Avec l’étude des monstres reparaît Aristote tout entier, traçant les voies à la tératologie, qui n’a de moderne que le nom, comme tant d’autres branches de la biologie. Il nous donne l’opinion de Démocrite, comme il fait presque toujours, mais le passage probablement altéré demeure fort obscur. Tout ce qu’on peut comprendre, c’est que Démocrite croyait à la préformation des monstres, en ce sens qu’ils résultent des conditions défavorables dans lesquels les produits mâles et femelles se sont rencontrés dès l’origine. Aristote, fidèle à sa doctrine trophique, reporte l’origine de la monstruosité au cours du développement du germe. Autrement tous les individus d’une même portée, chez les individus pluripares, devraient être monstrueux à la fois. N’oublions pas qu’on n’avait alors aucune idée de l’individualité de l’ovule : on croit que la femelle émet simplement, comme le mâle, un liquide qui devra se fractionner pour fournir plusieurs germes. Or Aristote constate que le nombre des monstres est proportionnel au nombre des embryons[1], non à celui des fécondations, comme cela serait le cas dans l’hypothèse de Démocrite. De là leur grande rareté chez l’homme[2] et les espèces qui n’ont qu’un petit, leur fréquence au contraire chez les pluripares, chez les oiseaux à cause du nombre de leurs œufs et particulièrement chez la poule qui pond toute l’année (Gen., IV, 58).

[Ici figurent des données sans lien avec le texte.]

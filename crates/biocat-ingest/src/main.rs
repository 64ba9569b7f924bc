//! biocat-ingest - bulk CSV loader

use std::path::PathBuf;

use anyhow::Result;
use biocat_common::logging::{init_logging, LogConfig, LogLevel};
use biocat_ingest::{loader, LoadFiles, Loader};
use biocat_server::{api, config::Config, config::StoreBackend};
use clap::Parser;
use tracing::info;

#[derive(Parser, Debug)]
#[command(name = "biocat-ingest")]
#[command(author, version, about = "Load the protein catalog from CSV files")]
struct Cli {
    /// Directory holding the input files
    #[arg(short, long, default_value = "./data_files")]
    data_dir: PathBuf,

    /// Sequences file, relative to the data directory
    #[arg(long, default_value = loader::SEQUENCES_FILE)]
    sequences: PathBuf,

    /// Assignment data set file, relative to the data directory
    #[arg(long, default_value = loader::ASSIGNMENT_DATA_SET_FILE)]
    assignment_data_set: PathBuf,

    /// Pfam descriptions file, relative to the data directory
    #[arg(long, default_value = loader::PFAM_DESCRIPTIONS_FILE)]
    pfam_descriptions: PathBuf,

    /// Store backend; `memory` only validates the files
    #[arg(long, env = "BIOCAT_STORE")]
    store: Option<StoreBackend>,

    /// Verbose output
    #[arg(short, long)]
    verbose: bool,
}

#[tokio::main]
async fn main() -> Result<()> {
    let cli = Cli::parse();

    let log_level = if cli.verbose {
        LogLevel::Debug
    } else {
        LogLevel::Info
    };

    // Environment variables take precedence
    let log_config = LogConfig::builder()
        .level(log_level)
        .log_file_prefix("biocat-ingest")
        .filter_directives("biocat_ingest=debug,biocat_server=info,sqlx=warn")
        .build()
        .merge_env()?;
    let _log_guard = init_logging(&log_config)?;

    let mut config = Config::load()?;
    if let Some(store) = cli.store {
        config.catalog.store = store;
    }
    let store = api::build_store(&config).await?;

    let files = LoadFiles {
        sequences: cli.data_dir.join(&cli.sequences),
        assignment_data_set: cli.data_dir.join(&cli.assignment_data_set),
        pfam_descriptions: cli.data_dir.join(&cli.pfam_descriptions),
    };
    info!(data_dir = %cli.data_dir.display(), store = ?config.catalog.store, "Starting load");

    let report = Loader::new(store).run(&files).await?;
    if report.skipped() > 0 {
        tracing::warn!(skipped = report.skipped(), "Some rows were skipped; see warnings above");
    }

    Ok(())
}
pub mod create;
pub mod delete;
pub mod update;

pub use create::{CreateProteinCommand, CreateProteinError};
pub use delete::{DeleteProteinCommand, DeleteProteinError};
pub use update::{UpdateProteinCommand, UpdateProteinError};
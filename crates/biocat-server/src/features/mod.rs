//! Feature modules implementing the catalog API
//!
//! Each feature is a vertical slice with its own commands, queries and
//! routes.
//!
//! # Features
//!
//! - **proteins**: Protein aggregate create/update/delete, reads, coverage
//! - **pfams**: Pfam family lookups and per-taxon domain listings
//! - **organisms**: Organism get-or-create and duplicate pruning
//! - **forms**: HTML entry form for manual protein creation
//!
//! # Architecture
//!
//! Each feature module follows the structure:
//! - `commands/` - Write operations (create, update, delete)
//! - `queries/` - Read operations (get, list, coverage)
//! - `routes.rs` - HTTP route definitions
//! - `types.rs` - Wire types (if needed)
//!
//! Commands and queries implement the mediator pattern using the `mediator`
//! crate; every handler opens one store transaction.

pub mod forms;
pub mod organisms;
pub mod pfams;
pub mod proteins;
pub mod shared;

use axum::{routing::MethodRouter, Router};

use crate::config::CatalogConfig;
use crate::store::SharedStore;

/// Shared state for all feature routes
#[derive(Clone)]
pub struct FeatureState {
    pub store: SharedStore,
    /// Page size for list requests that do not name a limit
    pub default_page_size: i64,
    /// Whether create resolves the organism by get-or-create
    pub create_reuses_organism: bool,
}

impl FeatureState {
    pub fn new(store: SharedStore, catalog: &CatalogConfig) -> Self {
        Self {
            store,
            default_page_size: catalog.default_page_size,
            create_reuses_organism: catalog.create_reuses_organism,
        }
    }
}

/// Route `path` both with and without a trailing slash
pub(crate) fn route_with_slash<S>(
    router: Router<S>,
    path: &str,
    method_router: MethodRouter<S>,
) -> Router<S>
where
    S: Clone + Send + Sync + 'static,
{
    router
        .route(path, method_router.clone())
        .route(&format!("{}/", path), method_router)
}

/// Creates the router with every feature route mounted
pub fn router(state: FeatureState) -> Router<()> {
    Router::new()
        .merge(proteins::proteins_routes())
        .merge(pfams::pfams_routes())
        .merge(forms::forms_routes())
        .with_state(state)
}
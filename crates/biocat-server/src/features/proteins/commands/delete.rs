use mediator::Request;
use serde::{Deserialize, Serialize};

use crate::store::{SharedStore, StoreError};

#[derive(Debug, Clone, Serialize, Deserialize)]
pub struct DeleteProteinCommand {
    pub protein_id: String,
}

#[derive(Debug, thiserror::Error)]
pub enum DeleteProteinError {
    #[error("Protein '{0}' not found")]
    NotFound(String),
    #[error(transparent)]
    Store(#[from] StoreError),
}

impl Request<Result<(), DeleteProteinError>> for DeleteProteinCommand {}

impl crate::cqrs::middleware::Command for DeleteProteinCommand {}

/// Delete a protein; its domain assignments go with it
#[tracing::instrument(skip(store))]
pub async fn handle(store: SharedStore, command: DeleteProteinCommand) -> Result<(), DeleteProteinError> {
    let mut tx = store.begin().await?;
    if !tx.delete_protein(&command.protein_id).await? {
        return Err(DeleteProteinError::NotFound(command.protein_id));
    }
    tx.commit().await?;

    tracing::info!(protein_id = %command.protein_id, "Protein deleted");
    Ok(())
}
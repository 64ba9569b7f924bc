//! biocat server - Main entry point

use anyhow::Result;
use biocat_common::logging::{init_logging, LogConfig};
use tracing::info;

use biocat_server::{api, config::Config};

#[tokio::main]
async fn main() -> Result<()> {
    // Environment variables take precedence over these defaults
    let log_config = LogConfig::builder()
        .log_file_prefix("biocat-server")
        .filter_directives("biocat_server=debug,tower_http=debug,sqlx=info")
        .build()
        .merge_env()?;

    // Held until exit so buffered file output is flushed
    let _log_guard = init_logging(&log_config)?;

    info!("Starting biocat server");

    let config = Config::load()?;
    info!(
        store = ?config.catalog.store,
        "Configuration loaded - server will bind to {}:{}",
        config.server.host, config.server.port
    );

    api::serve(config).await
}
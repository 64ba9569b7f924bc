//! Protein API routes
//!
//! # Route Structure
//!
//! - `POST /api/protein/` - Create a protein aggregate
//! - `GET /api/protein/` - List aggregates (`?limit=&offset=`)
//! - `GET /api/protein/:protein_id/` - Get one aggregate
//! - `PUT /api/protein/:protein_id/` - Merge a payload into an aggregate
//! - `DELETE /api/protein/:protein_id/` - Delete a protein
//! - `GET /api/proteins/:taxa_id/` - Proteins whose organism has `taxa_id`
//! - `GET /api/coverage/:protein_id/` - Domain coverage ratio
//!
//! Every path is also routed without its trailing slash.

use axum::{
    extract::{
        rejection::{JsonRejection, PathRejection, QueryRejection},
        Path, Query, State,
    },
    http::StatusCode,
    response::{IntoResponse, Response},
    routing::get,
    Json, Router,
};

use super::commands::{
    create, delete, update, CreateProteinCommand, CreateProteinError, DeleteProteinCommand,
    DeleteProteinError, UpdateProteinCommand, UpdateProteinError,
};
use super::queries::{
    coverage, get as get_query, list, list_by_taxa, CoverageError, CoverageQuery,
    CoverageResponse, GetProteinError, GetProteinQuery, ListProteinsByTaxaError,
    ListProteinsByTaxaQuery, ListProteinsError, ListProteinsQuery, ProteinByTaxaItem,
};
use super::types::{ProteinAggregate, ProteinPayload};
use crate::error::AppError;
use crate::features::shared::{Paginated, PaginationParams};
use crate::features::{route_with_slash, FeatureState};

pub fn proteins_routes() -> Router<FeatureState> {
    let router = Router::new();
    let router = route_with_slash(
        router,
        "/api/protein",
        get(list_proteins).post(create_protein),
    );
    let router = route_with_slash(
        router,
        "/api/protein/:protein_id",
        get(get_protein).put(update_protein).delete(delete_protein),
    );
    let router = route_with_slash(router, "/api/proteins/:taxa_id", get(list_proteins_by_taxa));
    route_with_slash(router, "/api/coverage/:protein_id", get(get_coverage))
}

// ============================================================================
// Command Handlers (Write Operations)
// ============================================================================

/// `201 Created` with the stored aggregate
#[tracing::instrument(skip(state, payload))]
async fn create_protein(
    State(state): State<FeatureState>,
    payload: Result<Json<ProteinPayload>, JsonRejection>,
) -> Result<Response, AppError> {
    let Json(payload) = payload?;
    let command = CreateProteinCommand {
        payload,
        reuse_existing_organism: state.create_reuses_organism,
    };
    let aggregate = create::handle(state.store, command).await?;
    Ok((StatusCode::CREATED, Json(aggregate)).into_response())
}

#[tracing::instrument(skip(state, payload))]
async fn update_protein(
    State(state): State<FeatureState>,
    Path(protein_id): Path<String>,
    payload: Result<Json<ProteinPayload>, JsonRejection>,
) -> Result<Json<ProteinAggregate>, AppError> {
    let Json(payload) = payload?;
    let aggregate = update::handle(
        state.store,
        UpdateProteinCommand {
            protein_id,
            payload,
        },
    )
    .await?;
    Ok(Json(aggregate))
}

/// `204 No Content`
#[tracing::instrument(skip(state))]
async fn delete_protein(
    State(state): State<FeatureState>,
    Path(protein_id): Path<String>,
) -> Result<StatusCode, AppError> {
    delete::handle(state.store, DeleteProteinCommand { protein_id }).await?;
    Ok(StatusCode::NO_CONTENT)
}

// ============================================================================
// Query Handlers (Read Operations)
// ============================================================================

#[tracing::instrument(skip(state))]
async fn get_protein(
    State(state): State<FeatureState>,
    Path(protein_id): Path<String>,
) -> Result<Json<ProteinAggregate>, AppError> {
    let aggregate = get_query::handle(state.store, GetProteinQuery { protein_id }).await?;
    Ok(Json(aggregate))
}

#[tracing::instrument(skip(state, params))]
async fn list_proteins(
    State(state): State<FeatureState>,
    params: Result<Query<PaginationParams>, QueryRejection>,
) -> Result<Json<Paginated<ProteinAggregate>>, AppError> {
    let Query(pagination) = params?;
    let page = list::handle(
        state.store,
        ListProteinsQuery {
            pagination,
            default_limit: state.default_page_size,
        },
    )
    .await?;
    Ok(Json(page))
}

#[tracing::instrument(skip(state, path))]
async fn list_proteins_by_taxa(
    State(state): State<FeatureState>,
    path: Result<Path<i32>, PathRejection>,
) -> Result<Json<Vec<ProteinByTaxaItem>>, AppError> {
    let Path(taxa_id) = path?;
    let items = list_by_taxa::handle(state.store, ListProteinsByTaxaQuery { taxa_id }).await?;
    Ok(Json(items))
}

#[tracing::instrument(skip(state))]
async fn get_coverage(
    State(state): State<FeatureState>,
    Path(protein_id): Path<String>,
) -> Result<Json<CoverageResponse>, AppError> {
    let response = coverage::handle(state.store, CoverageQuery { protein_id }).await?;
    Ok(Json(response))
}

// ============================================================================
// Error Mapping
// ============================================================================

impl From<CreateProteinError> for AppError {
    fn from(err: CreateProteinError) -> Self {
        match err {
            CreateProteinError::InvalidFields(errors) => AppError::invalid_fields(errors),
            CreateProteinError::DuplicateProtein(_) => AppError::Conflict(err.to_string()),
            CreateProteinError::Store(e) => e.into(),
        }
    }
}

impl From<UpdateProteinError> for AppError {
    fn from(err: UpdateProteinError) -> Self {
        match err {
            UpdateProteinError::InvalidFields(errors) => AppError::invalid_fields(errors),
            UpdateProteinError::IdMismatch { .. } => AppError::validation(err.to_string()),
            UpdateProteinError::NotFound(_) => AppError::NotFound(err.to_string()),
            UpdateProteinError::Store(e) => e.into(),
        }
    }
}

impl From<DeleteProteinError> for AppError {
    fn from(err: DeleteProteinError) -> Self {
        match err {
            DeleteProteinError::NotFound(_) => AppError::NotFound(err.to_string()),
            DeleteProteinError::Store(e) => e.into(),
        }
    }
}

impl From<GetProteinError> for AppError {
    fn from(err: GetProteinError) -> Self {
        match err {
            GetProteinError::NotFound(_) => AppError::NotFound(err.to_string()),
            GetProteinError::Store(e) => e.into(),
        }
    }
}

impl From<ListProteinsError> for AppError {
    fn from(err: ListProteinsError) -> Self {
        match err {
            ListProteinsError::InvalidPagination(message) => AppError::validation(message),
            ListProteinsError::Store(e) => e.into(),
        }
    }
}

impl From<ListProteinsByTaxaError> for AppError {
    fn from(err: ListProteinsByTaxaError) -> Self {
        match err {
            ListProteinsByTaxaError::Store(e) => e.into(),
        }
    }
}

impl From<CoverageError> for AppError {
    fn from(err: CoverageError) -> Self {
        match err {
            CoverageError::NotFound(_) => AppError::NotFound(err.to_string()),
            CoverageError::Undefined { .. } => AppError::UndefinedCoverage(err.to_string()),
            CoverageError::Store(e) => e.into(),
        }
    }
}
use mediator::Request;
use serde::{Deserialize, Serialize};

use crate::config::DEFAULT_PAGE_SIZE;
use crate::features::proteins::types::{load_aggregate, ProteinAggregate};
use crate::features::shared::{Paginated, PaginationParams};
use crate::store::{SharedStore, StoreError};

#[derive(Debug, Clone, Serialize, Deserialize)]
pub struct ListProteinsQuery {
    #[serde(flatten)]
    pub pagination: PaginationParams,
    /// Page size used when the request does not name one
    #[serde(skip, default = "default_page_size")]
    pub default_limit: i64,
}

fn default_page_size() -> i64 {
    DEFAULT_PAGE_SIZE
}

#[derive(Debug, thiserror::Error)]
pub enum ListProteinsError {
    #[error("{0}")]
    InvalidPagination(&'static str),
    #[error(transparent)]
    Store(#[from] StoreError),
}

impl Request<Result<Paginated<ProteinAggregate>, ListProteinsError>> for ListProteinsQuery {}

impl crate::cqrs::middleware::Query for ListProteinsQuery {}

impl ListProteinsQuery {
    pub fn validate(&self) -> Result<(), ListProteinsError> {
        self.pagination
            .validate()
            .map_err(ListProteinsError::InvalidPagination)
    }
}

/// Page through protein aggregates ordered by `protein_id`
#[tracing::instrument(skip(store))]
pub async fn handle(
    store: SharedStore,
    query: ListProteinsQuery,
) -> Result<Paginated<ProteinAggregate>, ListProteinsError> {
    query.validate()?;

    let limit = query.pagination.limit(query.default_limit);
    let offset = query.pagination.offset();

    let mut tx = store.begin().await?;
    let total = tx.count_proteins().await?;
    let proteins = tx.list_proteins(limit, offset).await?;

    let mut results = Vec::with_capacity(proteins.len());
    for protein in proteins {
        if let Some(aggregate) = load_aggregate(tx.as_mut(), &protein.protein_id).await? {
            results.push(aggregate);
        }
    }

    Ok(Paginated::new(results, total, limit, offset))
}

#[cfg(test)]
mod tests {
    use super::*;
    use crate::features::proteins::commands::create::{self, CreateProteinCommand};
    use crate::features::shared::test_helpers::{memory_store, sample_payload};

    fn query(limit: Option<i64>, offset: Option<i64>) -> ListProteinsQuery {
        ListProteinsQuery {
            pagination: PaginationParams::new(limit, offset),
            default_limit: DEFAULT_PAGE_SIZE,
        }
    }

    #[tokio::test]
    async fn test_pages_in_protein_id_order() {
        let store = memory_store();
        for id in ["P3", "P1", "P2"] {
            let mut command = CreateProteinCommand::new(sample_payload(id));
            command.reuse_existing_organism = true;
            create::handle(store.clone(), command).await.unwrap();
        }

        let first = handle(store.clone(), query(None, None)).await.unwrap();
        assert_eq!(first.count, 3);
        assert_eq!(first.results.len(), 1);
        assert_eq!(first.results[0].protein_id, "P1");
        assert!(first.has_next);

        let rest = handle(store, query(Some(10), Some(1))).await.unwrap();
        let ids: Vec<_> = rest.results.iter().map(|p| p.protein_id.as_str()).collect();
        assert_eq!(ids, vec!["P2", "P3"]);
        assert!(!rest.has_next);
    }

    #[tokio::test]
    async fn test_invalid_limit() {
        let result = handle(memory_store(), query(Some(0), None)).await;
        assert!(matches!(result, Err(ListProteinsError::InvalidPagination(_))));
    }
}
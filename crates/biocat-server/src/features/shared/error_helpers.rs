//! Database error handling utilities
//!
//! Maps constraint violations reported by Postgres onto [`StoreError`] so
//! callers see the same errors from every store backend.
//!
//! # Examples
//!
//! ```rust,ignore
//! use biocat_server::features::shared::error_helpers::map_constraint_violation;
//!
//! sqlx::query("INSERT INTO pfams (domain_id, domain_description) VALUES ($1, $2)")
//!     .execute(&mut *tx)
//!     .await
//!     .map_err(|e| map_constraint_violation(e, "pfam", &pfam.domain_id))?;
//! ```

use sqlx::Error as SqlxError;

use crate::store::StoreError;

/// Result of checking for a database constraint violation
#[derive(Debug)]
pub enum ConstraintViolation {
    /// A unique constraint was violated
    UniqueViolation,
    /// A foreign key constraint was violated
    ForeignKeyViolation,
    /// No constraint violation - some other error occurred
    Other(SqlxError),
}

/// Check the type of database constraint violation
pub fn check_constraint_violation(error: SqlxError) -> ConstraintViolation {
    if let SqlxError::Database(ref db_err) = error {
        if db_err.is_unique_violation() {
            return ConstraintViolation::UniqueViolation;
        }
        if db_err.is_foreign_key_violation() {
            return ConstraintViolation::ForeignKeyViolation;
        }
    }
    ConstraintViolation::Other(error)
}

/// Convert a failed write on `entity` identified by `key` into a [`StoreError`]
///
/// `RowNotFound` from an `UPDATE ... RETURNING` is reported as a missing
/// reference, the same way a foreign key violation is.
pub fn map_constraint_violation(error: SqlxError, entity: &'static str, key: &str) -> StoreError {
    if matches!(error, SqlxError::RowNotFound) {
        return StoreError::missing(entity, key);
    }
    match check_constraint_violation(error) {
        ConstraintViolation::UniqueViolation => StoreError::unique(entity, key),
        ConstraintViolation::ForeignKeyViolation => StoreError::missing(entity, key),
        ConstraintViolation::Other(e) => StoreError::Sqlx(e),
    }
}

  1. « S’il naît plus d’enfants monstrueux en Égypte qu’ailleurs c’est que, dans ce pays, les femmes ont beaucoup d’enfants (Gen., IV, 61). » Il est possible que la maladie éléphantiasique, dont il n’est pas question dans les traités hippocratiques, ait donné lieu à cette opinion, les déformations dues à cette affection cutanée ayant très bien pu passer, aux yeux des voyageurs, pour des monstruosités.
  2. Dans un autre passage de cet exposé tératologique, mais qui semble d’un auteur différent, on lit : « Chez l’homme, contrairement à ce qui existe chez les animaux, les monstruosités sont beaucoup plus fréquentes sur les enfants du sexe mâle que sur ceux du sexe femelle (Gen., IV, 99). » La proportion inverse a été constatée de nos jours, et il n’existait d’ailleurs dans l’antiquité aucune source d’information certaine pour l’établir. Cette différence en faveur des mâles est attribuée, dans le passage en question, à ce que l’homme a plus de chaleur, se remue davantage dans le sein de la mère et par suite est plus facilement blessé. C’est, comme on le voit, une nouvelle doctrine de la monstruosité. Le sexe femelle est d’ailleurs déjà par lui-même une « infirmité » (ἀναπηρια, Gen., IV, 101), mot profond repris par Michelet.